The abc conjecture (also known as the Oesterlé–Masser conjecture) is a conjecture in number theory that arose out of a discussion of Joseph Oesterlé and David Masser in 1985. It is stated in terms of three positive integers $a, b$ and $c$ (hence the name) that are relatively prime and satisfy $a+b=c$. The conjecture essentially states that the product of the distinct prime factors of $abc$ cannot often be much smaller than $c$. A number of famous conjectures and theorems in number theory would follow immediately from the abc conjecture or its versions. Mathematician Dorian Goldfeld described the abc conjecture as "The most important unsolved problem in Diophantine analysis".

The abc conjecture originated as the outcome of attempts by Oesterlé and Masser to understand the Szpiro conjecture about elliptic curves, which involves more geometric structures in its statement than the abc conjecture. The abc conjecture was shown to be equivalent to the modified Szpiro conjecture.

Various attempts to prove the abc conjecture have been made, but none have gained broad acceptance. Shinichi Mochizuki claimed to have a proof in 2012, but the conjecture is still regarded as unproven by the mainstream mathematical community.

==Formulations==
Before stating the conjecture, the notion of the radical of an integer must be introduced: for a positive integer $n$, the radical of $n$, denoted $\text{rad}(n)$, is the product of the distinct prime factors of $n$. For example,
$$\begin{align}
 \text{rad}(16) &= \text{rad}(2^4) = 2, \\
 \text{rad}(17) &= 17, \\
 \text{rad}(18) &= \text{rad}(2\cdot 3^2) = 2\cdot3 = 6, \\
 \text{rad}(1000000) &= \text{rad}(2^6 \cdot 5^6) = 2\cdot5 = 10.
\end{align}$$

If a, b, and c are coprime positive integers such that a + b = c, it turns out that "usually" $c<\text{rad}(abc)$. The abc conjecture deals with the exceptions.

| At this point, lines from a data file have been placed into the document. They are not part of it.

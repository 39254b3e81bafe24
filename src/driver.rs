use embedded_hal::delay::DelayNs;
use embedded_hal::digital::OutputPin;
use embedded_hal::pwm::SetDutyCycle;

use crate::backlight::{gamma_duty, SleepTransition, SLEEP_ENTRY_DELAY_MS, SLEEP_EXIT_DELAY_MS};
use crate::bus::{ParallelBus, SystemClock};
use crate::command::Command;
use crate::config::Config;
use crate::framebuffer::{BackBuffer, Framebuffer};
use crate::sequence::{self, Step, DISPLAY_ON_DELAY_MS};
use crate::transfer::Transfer;
use crate::Error;

type Result = core::result::Result<(), Error>;

/// Everything handed back by [`St7789::release`].
pub struct Parts<BUS, CS, DC, BL, DELAY, CLK> {
    pub bus: BUS,
    pub cs: CS,
    pub dc: DC,
    pub backlight: BL,
    pub delay: DELAY,
    pub clock: CLK,
    pub framebuffer: &'static mut Framebuffer,
    pub back_buffer: &'static mut BackBuffer,
}

/// A 320x240 ST7789 on an 8-bit parallel bus, fed from a 160x120 framebuffer.
pub struct St7789<BUS, CS, DC, BL, DELAY, CLK> {
    transfer: Transfer<BUS, CS, DC, CLK>,
    backlight: BL,
    delay: DELAY,
    framebuffer: &'static mut Framebuffer,
    config: Config,
    display_on: bool,
    display_sleep: bool,
    brightness: u8,
}

impl<BUS, CS, DC, BL, DELAY, CLK> St7789<BUS, CS, DC, BL, DELAY, CLK>
where
    BUS: ParallelBus,
    CS: OutputPin,
    DC: OutputPin,
    BL: SetDutyCycle,
    DELAY: DelayNs,
    CLK: SystemClock,
{
    /// Resets and configures the panel, pushes the current framebuffer and
    /// turns the backlight on.
    #[allow(clippy::too_many_arguments)]
    pub fn new(
        config: Config,
        bus: BUS,
        cs: CS,
        dc: DC,
        backlight: BL,
        delay: DELAY,
        clock: CLK,
        framebuffer: &'static mut Framebuffer,
        back_buffer: &'static mut BackBuffer,
    ) -> core::result::Result<Self, Error> {
        let transfer = Transfer::new(bus, cs, dc, clock, config.max_bus_clock, back_buffer)?;
        let mut display = Self {
            transfer,
            backlight,
            delay,
            framebuffer,
            config,
            display_on: false,
            display_sleep: false,
            brightness: 0,
        };
        display.init()?;
        Ok(display)
    }

    fn init(&mut self) -> Result {
        info!("st7789: init");

        // Keep the panel dark until the first frame is on it.
        self.apply_duty(0)?;

        for step in sequence::INIT {
            match *step {
                Step::Command(command, data) => self.transfer.command(command, data)?,
                Step::Delay(ms) => self.delay.delay_ms(ms),
            }
        }
        self.display_on = true;

        self.update()?;
        self.set_brightness(self.config.startup_brightness)?;

        info!("st7789: ready");
        Ok(())
    }

    /// Sends the framebuffer to the panel. Returns once the transfer is
    /// running; the next call waits for it to complete.
    pub fn update(&mut self) -> Result {
        if !self.display_on {
            self.transfer.command(Command::DISPON, &[])?;
            self.delay.delay_ms(DISPLAY_ON_DELAY_MS);
            self.display_on = true;
            debug!("st7789: display on");
        }
        self.transfer.start_frame(&*self.framebuffer)
    }

    /// Backlight level from `0.0` to `1.0`. Values outside that range saturate.
    pub fn set_backlight(&mut self, brightness: f32) -> Result {
        self.set_brightness((brightness * 255.0) as u8)
    }

    /// Linear backlight level. Zero puts the panel to sleep, any other level
    /// wakes it first.
    pub fn set_brightness(&mut self, brightness: u8) -> Result {
        match SleepTransition::for_request(brightness, self.display_sleep) {
            SleepTransition::Enter => {
                self.apply_duty(0)?;
                self.brightness = 0;
                self.transfer
                    .command(self.config.sleep_entry.command(), &[])?;
                self.delay.delay_ms(SLEEP_ENTRY_DELAY_MS);
                self.display_sleep = true;
                debug!("st7789: sleeping");
            }
            SleepTransition::Exit => {
                self.transfer.command(Command::SLPOUT, &[])?;
                self.delay.delay_ms(SLEEP_EXIT_DELAY_MS);
                self.display_sleep = false;
                debug!("st7789: awake");
                self.apply_duty(gamma_duty(brightness))?;
            }
            SleepTransition::None => self.apply_duty(gamma_duty(brightness))?,
        }
        self.brightness = brightness;
        Ok(())
    }

    /// Blanks or restores the panel output. A blanked panel is switched back
    /// on by the next [`update`](Self::update).
    pub fn set_display_enabled(&mut self, enabled: bool) -> Result {
        if enabled == self.display_on {
            return Ok(());
        }
        if enabled {
            self.transfer.command(Command::DISPON, &[])?;
            self.delay.delay_ms(DISPLAY_ON_DELAY_MS);
        } else {
            self.transfer.command(Command::DISPOFF, &[])?;
        }
        self.display_on = enabled;
        debug!("st7789: display enabled {}", enabled);
        Ok(())
    }

    /// Blocks until the last frame has been streamed.
    pub fn wait_idle(&mut self) -> Result {
        self.transfer.wait_idle()
    }

    pub fn framebuffer(&mut self) -> &mut Framebuffer {
        &mut *self.framebuffer
    }

    /// Raw `R, G, B, pad` bytes of the framebuffer.
    pub fn framebuffer_bytes(&mut self) -> &mut [u8] {
        self.framebuffer.as_bytes_mut()
    }

    /// The last converted frame, `None` while DMA is still reading it.
    pub fn back_buffer(&self) -> Option<&BackBuffer> {
        self.transfer.back_buffer()
    }

    pub fn is_display_on(&self) -> bool {
        self.display_on
    }

    pub fn is_sleeping(&self) -> bool {
        self.display_sleep
    }

    pub fn brightness(&self) -> u8 {
        self.brightness
    }

    pub fn clock_divisor(&self) -> u16 {
        self.transfer.divisor()
    }

    /// Waits for the bus and gives back every peripheral and buffer.
    pub fn release(self) -> core::result::Result<Parts<BUS, CS, DC, BL, DELAY, CLK>, Error> {
        let (bus, cs, dc, clock, back_buffer) = self.transfer.free()?;
        Ok(Parts {
            bus,
            cs,
            dc,
            backlight: self.backlight,
            delay: self.delay,
            clock,
            framebuffer: self.framebuffer,
            back_buffer,
        })
    }

    fn apply_duty(&mut self, duty: u16) -> Result {
        self.backlight
            .set_duty_cycle_fraction(duty, u16::MAX)
            .map_err(|_| Error::Backlight)
    }
}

Specifically, it states that:

For every positive real number ε, there exist only finitely many triples (a, b, c) of coprime positive integers, with a + b = c, such that

$c > \operatorname{rad}(abc)^{1+\varepsilon}.$

An equivalent formulation is:

For every positive real number ε, there exists a constant K_{ε} such that for all triples (a, b, c) of coprime positive integers, with a + b = c:

$c < K_{\varepsilon} \cdot \operatorname{rad}(abc)^{1+\varepsilon}.$

Equivalently (using the little o notation):

For all triples (a, b, c) of coprime positive integers with a + b = c, rad(abc) is at least c^{1-o(1)}.

A fourth equivalent formulation of the conjecture involves the quality q(a, b, c) of the triple (a, b, c), which is defined as

$q(a, b, c) = \frac{\log(c)}{\log\big(\textrm{rad}(abc)\big)}.$

For example:

q(4, 127, 131) = log(131) / log(rad(4·127·131)) = log(131) / log(2·127·131) = 0.46820...
q(3, 125, 128) = log(128) / log(rad(3·125·128)) = log(128) / log(30) = 1.426565...

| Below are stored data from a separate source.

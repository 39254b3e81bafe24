//! Recording doubles for the bus, pins, PWM and delay.
//!
//! All doubles created from one [`MockBus`] append to the same event log so
//! tests can check the ordering between pin changes, bus writes and delays.

use std::cell::{Cell, RefCell};
use std::rc::Rc;

use embedded_hal::delay::DelayNs;
use embedded_hal::digital::{self, OutputPin};
use embedded_hal::pwm::{self, SetDutyCycle};
use fugit::HertzU32;

use crate::bus::{ParallelBus, SystemClock};
use crate::framebuffer::{BackBuffer, Framebuffer};
use crate::BACK_BUFFER_LEN;

#[derive(Clone, Debug, PartialEq, Eq)]
pub enum PinEvent {
    Low(&'static str),
    High(&'static str),
}

#[derive(Clone, Debug, PartialEq, Eq)]
pub enum BusEvent {
    Pin(PinEvent),
    Write(Vec<u8>),
    Divisor(u16),
    FrameStarted,
    FrameFinished,
    Duty(u16),
    DelayMs(u32),
}

#[derive(Default)]
struct State {
    events: Vec<BusEvent>,
    in_flight: Option<&'static mut BackBuffer>,
    finished: Vec<Vec<u16>>,
    failing: Vec<&'static str>,
    last_divisor: Option<u16>,
    lose_frames: bool,
}

#[derive(Clone, Default)]
pub struct MockBus {
    state: Rc<RefCell<State>>,
}

impl MockBus {
    pub fn new() -> Self {
        Self::default()
    }

    fn push(&self, event: BusEvent) {
        self.state.borrow_mut().events.push(event);
    }

    pub fn clear(&self) {
        self.state.borrow_mut().events.clear();
    }

    pub fn events(&self) -> Vec<BusEvent> {
        self.state.borrow().events.clone()
    }

    /// Opcodes and their payloads, reassembled from the data/command line.
    pub fn commands(&self) -> Vec<(u8, Vec<u8>)> {
        let mut commands: Vec<(u8, Vec<u8>)> = Vec::new();
        let mut data_mode = true;
        for event in self.events() {
            match event {
                BusEvent::Pin(PinEvent::Low("dc")) => data_mode = false,
                BusEvent::Pin(PinEvent::High("dc")) => data_mode = true,
                BusEvent::Write(bytes) if !data_mode => {
                    commands.extend(bytes.iter().map(|&op| (op, Vec::new())));
                }
                BusEvent::Write(bytes) => {
                    if let Some((_, payload)) = commands.last_mut() {
                        payload.extend(bytes);
                    }
                }
                _ => {}
            }
        }
        commands
    }

    pub fn delays(&self) -> Vec<u32> {
        self.events()
            .into_iter()
            .filter_map(|e| match e {
                BusEvent::DelayMs(ms) => Some(ms),
                _ => None,
            })
            .collect()
    }

    pub fn duties(&self) -> Vec<u16> {
        self.events()
            .into_iter()
            .filter_map(|e| match e {
                BusEvent::Duty(duty) => Some(duty),
                _ => None,
            })
            .collect()
    }

    pub fn last_divisor(&self) -> Option<u16> {
        self.state.borrow().last_divisor
    }

    /// Copy of the frame currently owned by the bus.
    pub fn streamed_frame(&self) -> Vec<u16> {
        let state = self.state.borrow();
        match state.in_flight.as_deref() {
            Some(frame) => frame.to_vec(),
            None => panic!("no frame in flight"),
        }
    }

    /// Snapshots of every frame that completed, in order.
    pub fn finished_frames(&self) -> Vec<Vec<u16>> {
        self.state.borrow().finished.clone()
    }

    pub fn fail_pin(&self, name: &'static str) {
        self.state.borrow_mut().failing.push(name);
    }

    /// Makes `wait_frame` drop the in-flight frame instead of returning it.
    pub fn lose_frames(&self) {
        self.state.borrow_mut().lose_frames = true;
    }

    fn is_failing(&self, name: &'static str) -> bool {
        self.state.borrow().failing.contains(&name)
    }
}

impl ParallelBus for MockBus {
    fn write_blocking(&mut self, bytes: &[u8]) {
        assert!(
            self.state.borrow().in_flight.is_none(),
            "bytes written while a frame is streaming"
        );
        self.push(BusEvent::Write(bytes.to_vec()));
    }

    fn set_clock_divisor(&mut self, divisor: u16) {
        self.state.borrow_mut().last_divisor = Some(divisor);
        self.push(BusEvent::Divisor(divisor));
    }

    fn start_frame(&mut self, frame: &'static mut BackBuffer) {
        let mut state = self.state.borrow_mut();
        assert!(state.in_flight.is_none(), "frame started while another is streaming");
        state.in_flight = Some(frame);
        state.events.push(BusEvent::FrameStarted);
    }

    fn wait_frame(&mut self) -> Option<&'static mut BackBuffer> {
        let mut state = self.state.borrow_mut();
        let frame = state.in_flight.take()?;
        if state.lose_frames {
            return None;
        }
        state.finished.push(frame.to_vec());
        state.events.push(BusEvent::FrameFinished);
        Some(frame)
    }
}

pub struct MockPin {
    bus: MockBus,
    name: &'static str,
}

impl MockPin {
    pub fn new(bus: &MockBus, name: &'static str) -> Self {
        Self {
            bus: bus.clone(),
            name,
        }
    }
}

impl digital::ErrorType for MockPin {
    type Error = digital::ErrorKind;
}

impl OutputPin for MockPin {
    fn set_low(&mut self) -> Result<(), Self::Error> {
        if self.bus.is_failing(self.name) {
            return Err(digital::ErrorKind::Other);
        }
        self.bus.push(BusEvent::Pin(PinEvent::Low(self.name)));
        Ok(())
    }

    fn set_high(&mut self) -> Result<(), Self::Error> {
        if self.bus.is_failing(self.name) {
            return Err(digital::ErrorKind::Other);
        }
        self.bus.push(BusEvent::Pin(PinEvent::High(self.name)));
        Ok(())
    }
}

pub struct MockPwm {
    bus: MockBus,
}

impl MockPwm {
    pub fn new(bus: &MockBus) -> Self {
        Self { bus: bus.clone() }
    }
}

impl pwm::ErrorType for MockPwm {
    type Error = pwm::ErrorKind;
}

impl SetDutyCycle for MockPwm {
    fn max_duty_cycle(&self) -> u16 {
        u16::MAX
    }

    fn set_duty_cycle(&mut self, duty: u16) -> Result<(), Self::Error> {
        if self.bus.is_failing("backlight") {
            return Err(pwm::ErrorKind::Other);
        }
        self.bus.push(BusEvent::Duty(duty));
        Ok(())
    }
}

pub struct MockDelay {
    bus: MockBus,
}

impl MockDelay {
    pub fn new(bus: &MockBus) -> Self {
        Self { bus: bus.clone() }
    }
}

impl DelayNs for MockDelay {
    fn delay_ns(&mut self, ns: u32) {
        self.bus.push(BusEvent::DelayMs(ns / 1_000_000));
    }

    fn delay_ms(&mut self, ms: u32) {
        self.bus.push(BusEvent::DelayMs(ms));
    }
}

/// A system clock the test can retune between frames.
#[derive(Clone)]
pub struct MockClock {
    hz: Rc<Cell<HertzU32>>,
}

impl MockClock {
    pub fn new(hz: HertzU32) -> Self {
        Self {
            hz: Rc::new(Cell::new(hz)),
        }
    }

    pub fn set(&self, hz: HertzU32) {
        self.hz.set(hz);
    }
}

impl SystemClock for MockClock {
    fn system_clock(&self) -> HertzU32 {
        self.hz.get()
    }
}

pub fn leak_back_buffer() -> &'static mut BackBuffer {
    let frame: Box<BackBuffer> = vec![0u16; BACK_BUFFER_LEN]
        .into_boxed_slice()
        .try_into()
        .unwrap();
    Box::leak(frame)
}

pub fn leak_framebuffer() -> &'static mut Framebuffer {
    Box::leak(Box::new(Framebuffer::new()))
}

A typical triple (a, b, c) of coprime positive integers with a + b = c will have c < rad(abc), i.e. q(a, b, c) < 1. Triples with q > 1 such as in the second example are rather special; they consist of numbers divisible by high powers of small prime numbers. The fourth formulation is:

For every positive real number ε, there exist only finitely many triples (a, b, c) of coprime positive integers with a + b = c such that q(a, b, c) > 1 + ε.

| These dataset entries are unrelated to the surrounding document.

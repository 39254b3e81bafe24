//! The parallel bus seen by the transfer engine.

use fugit::HertzU32;

use crate::framebuffer::BackBuffer;

/// Byte and pixel channels of an 8-bit write-only bus.
///
/// Chip-select and data/command are plain GPIO and are driven by the caller;
/// an implementation only has to get bytes onto the bus with the write strobe.
pub trait ParallelBus {
    /// Shifts `bytes` out and spins until the shift FIFO is drained.
    fn write_blocking(&mut self, bytes: &[u8]);

    /// Integer clock divisor for the pixel shifter.
    fn set_clock_divisor(&mut self, divisor: u16);

    /// Starts streaming `frame` and returns as soon as the transfer is running.
    /// Every word is emitted twice on the bus.
    fn start_frame(&mut self, frame: &'static mut BackBuffer);

    /// Spins until the frame started by [`start_frame`](Self::start_frame) has
    /// left the shifter and hands the buffer back. `None` when nothing was in
    /// flight.
    fn wait_frame(&mut self) -> Option<&'static mut BackBuffer>;
}

/// Source of the current system clock, which can change between power modes.
pub trait SystemClock {
    fn system_clock(&self) -> HertzU32;
}

impl SystemClock for HertzU32 {
    fn system_clock(&self) -> HertzU32 {
        *self
    }
}

/// Smallest integer divisor that keeps the bus at or under `max`.
pub fn clock_divisor(system: HertzU32, max: HertzU32) -> u16 {
    let system = system.to_Hz();
    let max = max.to_Hz().max(1);
    let divisor = system.div_ceil(max).max(1);
    divisor.min(u16::MAX as u32) as u16
}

Whereas it is known that there are infinitely many triples (a, b, c) of coprime positive integers with a + b = c such that q(a, b, c) > 1, the conjecture predicts that only finitely many of those have q > 1.01 or q > 1.001 or even q > 1.0001, etc. In particular, if the conjecture is true, then there must exist a triple (a, b, c) that achieves the maximal possible quality q(a, b, c).

==Examples of triples with small radical==
The condition that ε > 0 is necessary as there exist infinitely many triples a, b, c with c > rad(abc). For example, let

$a = 1, \quad b = 2^{6n} - 1, \quad c = 2^{6n}, \qquad n > 1.$

The integer b is divisible by 9:

$b = 2^{6n} - 1 = 64^n - 1 = (64 - 1) (\cdots) = 9 \cdot 7 \cdot (\cdots).$

Using this fact, the following calculation is made:

$$\begin{align}
\operatorname{rad}(abc) &= \operatorname{rad}(a) \operatorname{rad}(b) \operatorname{rad}(c) \\
&= \operatorname{rad}(1) \operatorname{rad} \left ( 2^{6n} -1 \right ) \operatorname{rad} \left (2^{6n} \right ) \\
&= 2 \operatorname{rad} \left ( 2^{6n} -1 \right ) \\
&= 2 \operatorname{rad} \left ( 9 \cdot \tfrac{b}{9} \right ) \\
&\leqslant 2 \cdot 3 \cdot \tfrac{b}{9} \\
&= \tfrac{2}{3} b \\
&< \tfrac{2}{3} c.
\end{align}$$

By replacing the exponent 6n with other exponents forcing b to have larger square factors, the ratio between the radical and c can be made arbitrarily small. Specifically, let p > 2 be a prime and consider

$a = 1, \quad b = 2^{p(p-1)n} - 1, \quad c = 2^{p(p-1)n}, \qquad n > 1.$

Now it may be plausibly claimed that b is divisible by p^{2}:

$$\begin{align}
b &= 2^{p(p-1)n} - 1 \\
&= \left(2^{p(p-1)}\right)^n - 1 \\
&= \left(2^{p(p-1)} - 1\right) (\cdots) \\
&= p^2 \cdot r (\cdots).
\end{align}$$

The last step uses the fact that p^{2} divides 2^{p(p−1)} − 1. This follows from Fermat's little theorem, which shows that, for p > 2, 2^{p−1} = pk + 1 for some integer k. Raising both sides to the power of p then shows that 2^{p(p−1)} = p^{2}(...) + 1.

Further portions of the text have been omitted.